YOUR TASK
Please repeat the lines below exactly. Begin with the line containing "hides its tip." and go on through the line containing "pub fn apply(&self, p: ScreenPoint)".

BEGIN RECORDS FOR THIS EXERCISE

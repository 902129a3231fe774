//! Turns two projected endpoints and a style into line and arrow geometry.

use log::debug;

use super::style::FlowStyle;
use super::types::{Direction, ScreenPoint};

/// The arrow outline, authored pointing along +x and centred on the origin.
pub const ARROW_GLYPH: [ScreenPoint; 3] = [
	ScreenPoint::new(-10.0, -10.0),
	ScreenPoint::new(-10.0, 10.0),
	ScreenPoint::new(10.0, 0.0),
];

const ARROW_SCALE: f64 = 0.35;
const ARROW_EXPONENT: f64 = 2.0 / 3.0;

/// Rotation then non-uniform scale applied to [`ARROW_GLYPH`].
#[derive(Clone, Copy, Debug, Default, PartialEq)]
pub struct ArrowTransform {
	/// Rotation in degrees, clockwise on screen.
	pub rotate: f64,
	/// Horizontal scale. Negative mirrors the arrow, zero hides its tip.
	pub scale_x: f64,
	/// Vertical scale.
	pub scale_y: f64,
}

impl ArrowTransform {
	/// Maps a glyph-space point to anchor-relative screen space.
	pub fn apply(&self, p: ScreenPoint) -> ScreenPoint {
		let (sx, sy) = (p.x * self.scale_x, p.y * self.scale_y);
		let (sin, cos) = self.rotate.to_radians().sin_cos();
		ScreenPoint::new(sx * cos - sy * sin, sx * sin + sy * cos)
	}

	/// `rotate(a) scale(sx,sy)` in SVG transform syntax.
	pub fn to_svg(&self) -> String {
		format!(
			"rotate({}) scale({},{})",
			self.rotate, self.scale_x, self.scale_y
		)
	}

	/// True when no component is NaN or infinite.
	pub fn is_finite(&self) -> bool {
		self.rotate.is_finite() && self.scale_x.is_finite() && self.scale_y.is_finite()
	}
}

/// Everything derived from one projection of a segment.
#[derive(Clone, Copy, Debug, PartialEq)]
pub struct FlowGeometry {
	/// Projected start point.
	pub start: ScreenPoint,
	/// Projected end point.
	pub end: ScreenPoint,
	/// Anchor of the arrow.
	pub midpoint: ScreenPoint,
	/// Angle of `end - start`, in `[-90, 270)`.
	pub angle_degrees: f64,
	/// Stroke width of the line.
	pub weight: f64,
	/// Resolved direction.
	pub direction: Direction,
	/// Transform of the arrow glyph.
	pub arrow: ArrowTransform,
	/// True when the endpoints did not define an angle.
	pub degenerate: bool,
}

impl FlowGeometry {
	/// Whether `p` is on the line (within `slop` pixels of its stroke) or
	/// inside the arrow.
	pub fn hit(&self, p: ScreenPoint, slop: f64) -> bool {
		self.arrow_contains(p)
			|| distance_to_segment(p, self.start, self.end) <= self.weight / 2.0 + slop
	}

	/// Whether `p` lies inside the transformed arrow glyph. A collapsed arrow
	/// contains nothing.
	pub fn arrow_contains(&self, p: ScreenPoint) -> bool {
		if self.arrow.scale_x == 0.0 || self.arrow.scale_y == 0.0 {
			return false;
		}
		let [a, b, c] = ARROW_GLYPH.map(|v| {
			let q = self.arrow.apply(v);
			ScreenPoint::new(self.midpoint.x + q.x, self.midpoint.y + q.y)
		});
		let (d1, d2, d3) = (cross(a, b, p), cross(b, c, p), cross(c, a, p));
		let negative = d1 < 0.0 || d2 < 0.0 || d3 < 0.0;
		let positive = d1 > 0.0 || d2 > 0.0 || d3 > 0.0;
		!(negative && positive)
	}
}

fn cross(o: ScreenPoint, a: ScreenPoint, b: ScreenPoint) -> f64 {
	(a.x - o.x) * (b.y - o.y) - (a.y - o.y) * (b.x - o.x)
}

fn distance_to_segment(p: ScreenPoint, a: ScreenPoint, b: ScreenPoint) -> f64 {
	let (dx, dy) = (b.x - a.x, b.y - a.y);
	let len2 = dx * dx + dy * dy;
	let t = if len2 > 0.0 {
		(((p.x - a.x) * dx + (p.y - a.y) * dy) / len2).clamp(0.0, 1.0)
	} else {
		0.0
	};
	(p.x - a.x - t * dx).hypot(p.y - a.y - t * dy)
}

/// Stroke width for `style`, always within the thickness bounds.
pub fn weight(style: &FlowStyle) -> f64 {
	let ratio = (style.value.abs() / style.max_value.abs()).clamp(0.0, 1.0);
	let ratio = if ratio.is_nan() { 0.0 } else { ratio };
	style.min_thickness + ratio * (style.max_thickness - style.min_thickness)
}

/// Angle of the vector `from -> to` in screen degrees.
///
/// Matches `atan(dy / dx)` with 180° added when `dx < 0`, so results lie in
/// `[-90, 270)`. Returns `None` when the angle is undefined.
pub fn angle_degrees(from: ScreenPoint, to: ScreenPoint) -> Option<f64> {
	let (dx, dy) = (to.x - from.x, to.y - from.y);
	if !dx.is_finite() || !dy.is_finite() || (dx == 0.0 && dy == 0.0) {
		return None;
	}
	let angle = dy.atan2(dx).to_degrees();
	Some(if angle < -90.0 { angle + 360.0 } else { angle })
}

/// Resolves the segment between two projected points.
///
/// Coincident or non-finite endpoints yield angle 0 and a zero-sized arrow
/// anchored on `start` (or the origin when `start` itself is not finite).
pub fn resolve(start: ScreenPoint, end: ScreenPoint, style: &FlowStyle) -> FlowGeometry {
	let weight = weight(style);
	let direction = style.dir.resolve(style.value);
	let extent = ARROW_SCALE * weight.powf(ARROW_EXPONENT);

	match angle_degrees(start, end) {
		Some(angle) => FlowGeometry {
			start,
			end,
			// halve first: the sum can overflow where the difference does not
			midpoint: ScreenPoint::new(start.x / 2.0 + end.x / 2.0, start.y / 2.0 + end.y / 2.0),
			angle_degrees: angle,
			weight,
			direction,
			arrow: ArrowTransform {
				rotate: angle,
				scale_x: extent * direction.sign(),
				scale_y: extent,
			},
			degenerate: false,
		},
		None => {
			debug!("Degenerate flow geometry between {start:?} and {end:?}");
			let anchor = if start.is_finite() {
				start
			} else {
				ScreenPoint::default()
			};
			FlowGeometry {
				start: anchor,
				end: if end.is_finite() { end } else { anchor },
				midpoint: anchor,
				angle_degrees: 0.0,
				weight,
				direction,
				arrow: ArrowTransform::default(),
				degenerate: true,
			}
		}
	}
}
use thiserror::Error;

/// Errors raised while configuring a flow.
#[derive(Error, Debug, Clone, PartialEq)]
pub enum FlowError {
	/// A style option is out of its accepted range.
	#[error("Invalid configuration: {message}")]
	InvalidConfiguration {
		/// What was wrong with the option.
		message: String,
	},

	/// `dir` is not one of `-1`, `0`, `1` or `"auto"`.
	#[error("Invalid direction {given:?}: expected -1, 0, 1 or \"auto\"")]
	InvalidDirection {
		/// The rejected input.
		given: String,
	},
}

impl FlowError {
	pub(crate) fn config(message: impl Into<String>) -> Self {
		Self::InvalidConfiguration {
			message: message.into(),
		}
	}
}

/// Result alias for flow configuration.
pub type FlowResult<T> = Result<T, FlowError>;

END RECORDS FOR THIS EXERCISE

ANSWER BOX
	/// Horizontal scale. Negative mirrors the arrow, zero hides its tip.
	pub scale_x: f64,
	/// Vertical scale.
	pub scale_y: f64,
}

impl ArrowTransform {
	/// Maps a glyph-space point to anchor-relative screen space.
	pub fn apply(&self, p: ScreenPoint) -> ScreenPoint {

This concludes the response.